**Source information**
++++++++++++++++++++

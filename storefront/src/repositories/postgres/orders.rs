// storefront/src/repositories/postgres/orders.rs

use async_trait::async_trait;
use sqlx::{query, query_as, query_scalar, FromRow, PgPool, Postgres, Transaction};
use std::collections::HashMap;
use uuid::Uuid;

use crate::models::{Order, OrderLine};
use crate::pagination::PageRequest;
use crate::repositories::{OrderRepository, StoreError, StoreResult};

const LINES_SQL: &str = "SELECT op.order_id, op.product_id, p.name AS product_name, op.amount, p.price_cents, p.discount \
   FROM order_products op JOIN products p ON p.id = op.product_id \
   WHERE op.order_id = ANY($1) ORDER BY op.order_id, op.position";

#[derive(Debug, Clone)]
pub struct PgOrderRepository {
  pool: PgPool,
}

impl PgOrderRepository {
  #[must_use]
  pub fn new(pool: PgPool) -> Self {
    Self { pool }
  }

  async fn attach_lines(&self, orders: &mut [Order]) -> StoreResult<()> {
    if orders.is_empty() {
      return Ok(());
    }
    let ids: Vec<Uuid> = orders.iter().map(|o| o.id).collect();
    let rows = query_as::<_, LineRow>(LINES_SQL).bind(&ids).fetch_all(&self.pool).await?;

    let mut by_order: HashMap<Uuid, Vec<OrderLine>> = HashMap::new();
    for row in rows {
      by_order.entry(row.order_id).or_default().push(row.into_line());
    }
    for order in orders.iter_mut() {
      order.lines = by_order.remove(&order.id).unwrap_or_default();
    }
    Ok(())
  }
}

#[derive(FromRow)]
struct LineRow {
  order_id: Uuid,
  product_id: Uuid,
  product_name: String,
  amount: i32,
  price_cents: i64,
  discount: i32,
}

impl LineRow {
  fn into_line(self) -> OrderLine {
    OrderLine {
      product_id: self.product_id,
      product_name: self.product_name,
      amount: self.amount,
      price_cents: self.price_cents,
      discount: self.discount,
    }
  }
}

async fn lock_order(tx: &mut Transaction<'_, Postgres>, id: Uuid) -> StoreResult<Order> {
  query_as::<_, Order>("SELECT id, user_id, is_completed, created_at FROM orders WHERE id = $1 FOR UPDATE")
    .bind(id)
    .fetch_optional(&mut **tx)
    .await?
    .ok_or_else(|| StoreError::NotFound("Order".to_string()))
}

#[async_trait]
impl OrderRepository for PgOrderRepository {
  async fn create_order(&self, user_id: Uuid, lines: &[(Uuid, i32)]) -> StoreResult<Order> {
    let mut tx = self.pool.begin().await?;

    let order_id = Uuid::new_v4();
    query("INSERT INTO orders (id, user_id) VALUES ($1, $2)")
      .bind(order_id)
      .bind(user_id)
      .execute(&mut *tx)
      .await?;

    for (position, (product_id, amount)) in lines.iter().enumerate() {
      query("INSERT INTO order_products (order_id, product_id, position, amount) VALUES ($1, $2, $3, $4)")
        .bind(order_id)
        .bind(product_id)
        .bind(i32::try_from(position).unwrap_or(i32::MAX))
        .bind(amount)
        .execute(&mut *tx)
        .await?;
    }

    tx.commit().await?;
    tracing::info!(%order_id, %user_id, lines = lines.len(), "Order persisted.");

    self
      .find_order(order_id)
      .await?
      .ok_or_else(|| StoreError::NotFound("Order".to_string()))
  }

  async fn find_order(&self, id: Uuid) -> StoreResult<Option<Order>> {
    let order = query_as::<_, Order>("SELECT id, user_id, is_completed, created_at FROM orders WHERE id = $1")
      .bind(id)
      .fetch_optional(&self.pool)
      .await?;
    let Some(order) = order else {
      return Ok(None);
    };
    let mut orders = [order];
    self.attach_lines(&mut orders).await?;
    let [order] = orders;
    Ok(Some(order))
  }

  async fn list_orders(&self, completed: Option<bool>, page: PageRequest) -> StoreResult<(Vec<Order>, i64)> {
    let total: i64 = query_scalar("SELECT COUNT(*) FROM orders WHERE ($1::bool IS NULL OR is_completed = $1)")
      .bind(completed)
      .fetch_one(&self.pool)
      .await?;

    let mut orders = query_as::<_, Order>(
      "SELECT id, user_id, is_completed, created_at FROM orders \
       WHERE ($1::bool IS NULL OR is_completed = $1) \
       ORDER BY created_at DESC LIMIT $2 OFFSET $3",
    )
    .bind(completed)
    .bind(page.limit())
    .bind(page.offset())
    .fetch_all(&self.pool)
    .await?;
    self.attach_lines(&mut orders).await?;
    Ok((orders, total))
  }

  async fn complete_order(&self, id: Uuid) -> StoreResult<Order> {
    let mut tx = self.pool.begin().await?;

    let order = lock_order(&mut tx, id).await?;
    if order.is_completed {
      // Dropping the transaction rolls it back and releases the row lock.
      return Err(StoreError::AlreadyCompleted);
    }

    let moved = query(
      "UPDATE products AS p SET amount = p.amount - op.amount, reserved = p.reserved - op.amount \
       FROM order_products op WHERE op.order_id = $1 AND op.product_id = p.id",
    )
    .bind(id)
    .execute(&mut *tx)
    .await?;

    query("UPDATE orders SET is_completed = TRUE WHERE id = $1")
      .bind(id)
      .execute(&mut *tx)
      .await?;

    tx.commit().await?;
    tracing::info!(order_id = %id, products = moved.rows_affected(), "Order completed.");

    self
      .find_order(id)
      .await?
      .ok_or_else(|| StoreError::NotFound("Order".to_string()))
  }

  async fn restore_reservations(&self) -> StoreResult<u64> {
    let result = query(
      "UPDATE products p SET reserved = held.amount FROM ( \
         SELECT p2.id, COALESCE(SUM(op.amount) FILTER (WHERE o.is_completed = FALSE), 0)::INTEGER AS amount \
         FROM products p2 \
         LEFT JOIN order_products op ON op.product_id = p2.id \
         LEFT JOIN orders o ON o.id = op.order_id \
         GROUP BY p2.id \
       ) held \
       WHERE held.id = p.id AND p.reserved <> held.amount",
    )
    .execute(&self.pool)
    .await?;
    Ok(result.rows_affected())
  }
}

++++++++++++++++++++

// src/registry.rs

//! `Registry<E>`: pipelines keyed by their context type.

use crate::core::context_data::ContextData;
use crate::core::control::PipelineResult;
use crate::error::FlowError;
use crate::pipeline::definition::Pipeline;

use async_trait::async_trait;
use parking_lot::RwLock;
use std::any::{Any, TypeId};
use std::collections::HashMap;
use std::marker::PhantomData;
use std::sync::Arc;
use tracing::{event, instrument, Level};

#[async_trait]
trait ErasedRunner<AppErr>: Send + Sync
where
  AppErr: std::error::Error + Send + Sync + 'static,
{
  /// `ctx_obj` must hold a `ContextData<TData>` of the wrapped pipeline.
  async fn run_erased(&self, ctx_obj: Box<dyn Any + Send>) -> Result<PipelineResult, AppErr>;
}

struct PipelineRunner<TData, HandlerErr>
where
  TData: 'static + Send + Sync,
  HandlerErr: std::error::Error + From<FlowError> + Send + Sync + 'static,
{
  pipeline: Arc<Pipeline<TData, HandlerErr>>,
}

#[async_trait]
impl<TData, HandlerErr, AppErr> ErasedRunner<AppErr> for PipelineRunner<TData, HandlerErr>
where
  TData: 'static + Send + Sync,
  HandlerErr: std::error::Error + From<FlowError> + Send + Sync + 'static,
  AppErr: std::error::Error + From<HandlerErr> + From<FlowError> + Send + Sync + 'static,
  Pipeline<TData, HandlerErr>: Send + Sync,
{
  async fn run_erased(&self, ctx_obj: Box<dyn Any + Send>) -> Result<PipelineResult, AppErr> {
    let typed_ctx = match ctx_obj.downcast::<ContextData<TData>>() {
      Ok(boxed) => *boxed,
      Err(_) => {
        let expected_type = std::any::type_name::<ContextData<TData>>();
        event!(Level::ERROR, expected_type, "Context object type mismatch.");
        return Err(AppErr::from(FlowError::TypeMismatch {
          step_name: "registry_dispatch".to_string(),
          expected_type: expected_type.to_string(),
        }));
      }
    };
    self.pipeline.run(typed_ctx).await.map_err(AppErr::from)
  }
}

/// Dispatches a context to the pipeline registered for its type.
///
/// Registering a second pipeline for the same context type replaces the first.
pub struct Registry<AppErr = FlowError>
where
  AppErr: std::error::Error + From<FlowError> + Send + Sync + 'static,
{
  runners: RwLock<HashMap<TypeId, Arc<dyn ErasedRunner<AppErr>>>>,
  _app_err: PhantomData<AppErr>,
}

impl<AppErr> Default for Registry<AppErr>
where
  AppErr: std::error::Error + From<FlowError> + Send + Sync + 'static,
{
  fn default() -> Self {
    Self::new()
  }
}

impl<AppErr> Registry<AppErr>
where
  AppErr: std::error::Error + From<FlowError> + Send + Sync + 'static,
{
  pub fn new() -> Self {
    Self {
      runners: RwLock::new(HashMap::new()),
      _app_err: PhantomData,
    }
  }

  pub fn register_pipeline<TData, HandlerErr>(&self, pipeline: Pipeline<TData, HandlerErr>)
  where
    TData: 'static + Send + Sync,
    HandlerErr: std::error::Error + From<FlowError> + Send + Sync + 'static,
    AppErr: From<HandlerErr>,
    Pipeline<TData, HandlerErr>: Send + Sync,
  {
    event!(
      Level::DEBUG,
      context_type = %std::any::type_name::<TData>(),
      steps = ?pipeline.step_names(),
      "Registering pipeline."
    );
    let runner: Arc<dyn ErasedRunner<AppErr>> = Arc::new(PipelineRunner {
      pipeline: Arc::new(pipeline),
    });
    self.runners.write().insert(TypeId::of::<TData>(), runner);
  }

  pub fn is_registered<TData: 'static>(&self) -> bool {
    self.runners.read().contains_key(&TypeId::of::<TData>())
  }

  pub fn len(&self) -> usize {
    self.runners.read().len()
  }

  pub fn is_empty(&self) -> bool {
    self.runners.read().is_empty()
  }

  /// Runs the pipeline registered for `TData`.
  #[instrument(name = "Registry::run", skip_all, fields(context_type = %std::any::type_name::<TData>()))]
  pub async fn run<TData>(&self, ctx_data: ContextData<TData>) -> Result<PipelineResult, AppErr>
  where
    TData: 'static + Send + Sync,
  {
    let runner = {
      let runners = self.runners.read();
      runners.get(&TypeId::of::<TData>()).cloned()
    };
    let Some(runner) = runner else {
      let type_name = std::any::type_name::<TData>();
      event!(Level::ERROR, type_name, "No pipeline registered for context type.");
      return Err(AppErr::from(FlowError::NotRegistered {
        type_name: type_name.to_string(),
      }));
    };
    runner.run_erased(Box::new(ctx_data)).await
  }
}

++++++++++++++++++++

**Instructions to follow**
What do the lines above say from the one containing "filename storefront/src/repositories/postgres/orders.rs" down to the one containing "let mut by_order: HashMap<Uuid, Vec<OrderLine>>"? Return them exactly, both end lines included, and only them.

**Result of this task**
filename storefront/src/repositories/postgres/orders.rs
// storefront/src/repositories/postgres/orders.rs

use async_trait::async_trait;
use sqlx::{query, query_as, query_scalar, FromRow, PgPool, Postgres, Transaction};
use std::collections::HashMap;
use uuid::Uuid;

use crate::models::{Order, OrderLine};
use crate::pagination::PageRequest;
use crate::repositories::{OrderRepository, StoreError, StoreResult};

const LINES_SQL: &str = "SELECT op.order_id, op.product_id, p.name AS product_name, op.amount, p.price_cents, p.discount \
   FROM order_products op JOIN products p ON p.id = op.product_id \
   WHERE op.order_id = ANY($1) ORDER BY op.order_id, op.position";

#[derive(Debug, Clone)]
pub struct PgOrderRepository {
  pool: PgPool,
}

impl PgOrderRepository {
  #[must_use]
  pub fn new(pool: PgPool) -> Self {
    Self { pool }
  }

  async fn attach_lines(&self, orders: &mut [Order]) -> StoreResult<()> {
    if orders.is_empty() {
      return Ok(());
    }
    let ids: Vec<Uuid> = orders.iter().map(|o| o.id).collect();
    let rows = query_as::<_, LineRow>(LINES_SQL).bind(&ids).fetch_all(&self.pool).await?;

    let mut by_order: HashMap<Uuid, Vec<OrderLine>> = HashMap::new();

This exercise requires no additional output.